[Collected data entries]
*** Block opens ***
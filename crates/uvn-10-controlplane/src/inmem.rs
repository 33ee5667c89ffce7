//! The default in-process transport (§4.10): three queues guarded by a
//! shared activity signal, used in place of a real DDS participant. This
//! is sufficient to drive the Agent's waitset loop end to end in tests and
//! single-process deployments; a DDS-backed transport is an external
//! collaborator left unimplemented, per the design note on transport
//! plugins.

use std::collections::VecDeque;
use std::sync::atomic::{AtomicBool, Ordering};
use std::sync::{Arc, Condvar, Mutex};
use std::time::Duration;

use shared_types::ids::PeerId;

use crate::topics::{BackboneSample, CellSample, UvnSample};
use crate::transport::{ControlPlaneTransport, TopicEvent, UserCondition};

struct Signal {
    woken: Mutex<bool>,
    condvar: Condvar,
}

impl Signal {
    fn new() -> Self {
        Self {
            woken: Mutex::new(false),
            condvar: Condvar::new(),
        }
    }

    fn raise(&self) {
        let mut woken = self.woken.lock().expect("signal mutex poisoned");
        *woken = true;
        self.condvar.notify_all();
    }

    fn wait(&self, timeout: Duration) -> bool {
        let woken = self.woken.lock().expect("signal mutex poisoned");
        let (mut woken, _) = self
            .condvar
            .wait_timeout_while(woken, timeout, |w| !*w)
            .expect("signal mutex poisoned");
        let fired = *woken;
        *woken = false;
        fired
    }
}

struct ConditionHandle {
    flag: AtomicBool,
    signal: Arc<Signal>,
}

impl UserCondition for ConditionHandle {
    fn trigger(&self) {
        self.flag.store(true, Ordering::SeqCst);
        self.signal.raise();
    }

    fn is_triggered(&self) -> bool {
        self.flag.load(Ordering::SeqCst)
    }

    fn clear(&self) {
        self.flag.store(false, Ordering::SeqCst);
    }
}

pub struct InMemoryControlPlane {
    uvn: Mutex<VecDeque<TopicEvent<UvnSample>>>,
    cell: Mutex<VecDeque<TopicEvent<CellSample>>>,
    backbone: Mutex<VecDeque<TopicEvent<BackboneSample>>>,
    signal: Arc<Signal>,
}

impl InMemoryControlPlane {
    pub fn new() -> Self {
        Self {
            uvn: Mutex::new(VecDeque::new()),
            cell: Mutex::new(VecDeque::new()),
            backbone: Mutex::new(VecDeque::new()),
            signal: Arc::new(Signal::new()),
        }
    }
}

impl Default for InMemoryControlPlane {
    fn default() -> Self {
        Self::new()
    }
}

impl ControlPlaneTransport for InMemoryControlPlane {
    fn publish_uvn(&self, sample: UvnSample) {
        self.uvn.lock().expect("uvn queue poisoned").push_back(TopicEvent::Sample {
            peer: PeerId::Registry,
            sample,
        });
        self.signal.raise();
    }

    fn publish_cell(&self, sample: CellSample) {
        let peer = PeerId::Cell(sample.cell_id);
        self.cell.lock().expect("cell queue poisoned").push_back(TopicEvent::Sample { peer, sample });
        self.signal.raise();
    }

    fn publish_backbone(&self, sample: BackboneSample) {
        self.backbone
            .lock()
            .expect("backbone queue poisoned")
            .push_back(TopicEvent::Sample { peer: PeerId::Registry, sample });
        self.signal.raise();
    }

    fn dispose_uvn(&self) {
        self.uvn
            .lock()
            .expect("uvn queue poisoned")
            .push_back(TopicEvent::Disposed { peer: PeerId::Registry });
        self.signal.raise();
    }

    fn dispose_cell(&self, cell: PeerId) {
        self.cell.lock().expect("cell queue poisoned").push_back(TopicEvent::Disposed { peer: cell });
        self.signal.raise();
    }

    fn drain_uvn(&self) -> Vec<TopicEvent<UvnSample>> {
        self.uvn.lock().expect("uvn queue poisoned").drain(..).collect()
    }

    fn drain_cell(&self) -> Vec<TopicEvent<CellSample>> {
        self.cell.lock().expect("cell queue poisoned").drain(..).collect()
    }

    fn drain_backbone(&self) -> Vec<TopicEvent<BackboneSample>> {
        self.backbone.lock().expect("backbone queue poisoned").drain(..).collect()
    }

    fn register_condition(&self) -> Arc<dyn UserCondition> {
        Arc::new(ConditionHandle {
            flag: AtomicBool::new(false),
            signal: self.signal.clone(),
        })
    }

    fn wait(&self, timeout: Duration) -> bool {
        self.signal.wait(timeout)
    }
}

#[cfg(test)]
mod tests {
    use super::*;
    use chrono::Utc;
    use shared_types::ids::CellId;

    #[test]
    fn publish_then_drain_returns_the_sample() {
        let transport = InMemoryControlPlane::new();
        transport.publish_uvn(UvnSample {
            uvn_name: "test".to_string(),
            registry_id: "gen-1".to_string(),
        });
        let events = transport.drain_uvn();
        assert_eq!(events.len(), 1);
        assert!(matches!(&events[0], TopicEvent::Sample { peer: PeerId::Registry, .. }));
    }

    #[test]
    fn drain_without_publish_is_empty() {
        let transport = InMemoryControlPlane::new();
        assert!(transport.drain_cell().is_empty());
    }

    #[test]
    fn dispose_is_observed_as_a_distinct_event_from_samples() {
        let transport = InMemoryControlPlane::new();
        transport.publish_cell(CellSample {
            cell_id: CellId::new(1),
            uvn_name: "test".to_string(),
            registry_id: "gen-1".to_string(),
            routed_networks: vec![],
            reachable_networks: vec![],
            unreachable_networks: vec![],
            start_ts: Utc::now(),
        });
        transport.dispose_cell(PeerId::Cell(CellId::new(1)));
        let events = transport.drain_cell();
        assert_eq!(events.len(), 2);
        assert!(matches!(events[0], TopicEvent::Sample { .. }));
        assert!(matches!(events[1], TopicEvent::Disposed { peer: PeerId::Cell(_) }));
    }

    #[test]
    fn wait_returns_true_immediately_when_already_signaled() {
        let transport = InMemoryControlPlane::new();
        transport.publish_uvn(UvnSample {
            uvn_name: "test".to_string(),
            registry_id: "gen-1".to_string(),
        });
        assert!(transport.wait(Duration::from_millis(50)));
    }

    #[test]
    fn wait_times_out_with_no_activity() {
        let transport = InMemoryControlPlane::new();
        assert!(!transport.wait(Duration::from_millis(10)));
    }

    #[test]
    fn user_condition_wakes_the_waitset() {
        let transport = InMemoryControlPlane::new();
        let condition = transport.register_condition();
        condition.trigger();
        assert!(condition.is_triggered());
        assert!(transport.wait(Duration::from_millis(50)));
        condition.clear();
        assert!(!condition.is_triggered());
    }
}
*** Block closes ***
Find the word "store" in the entries and show each line where it is found.

ANSWER SECTION >>
        self.flag.store(true, Ordering::SeqCst);
        self.flag.store(false, Ordering::SeqCst);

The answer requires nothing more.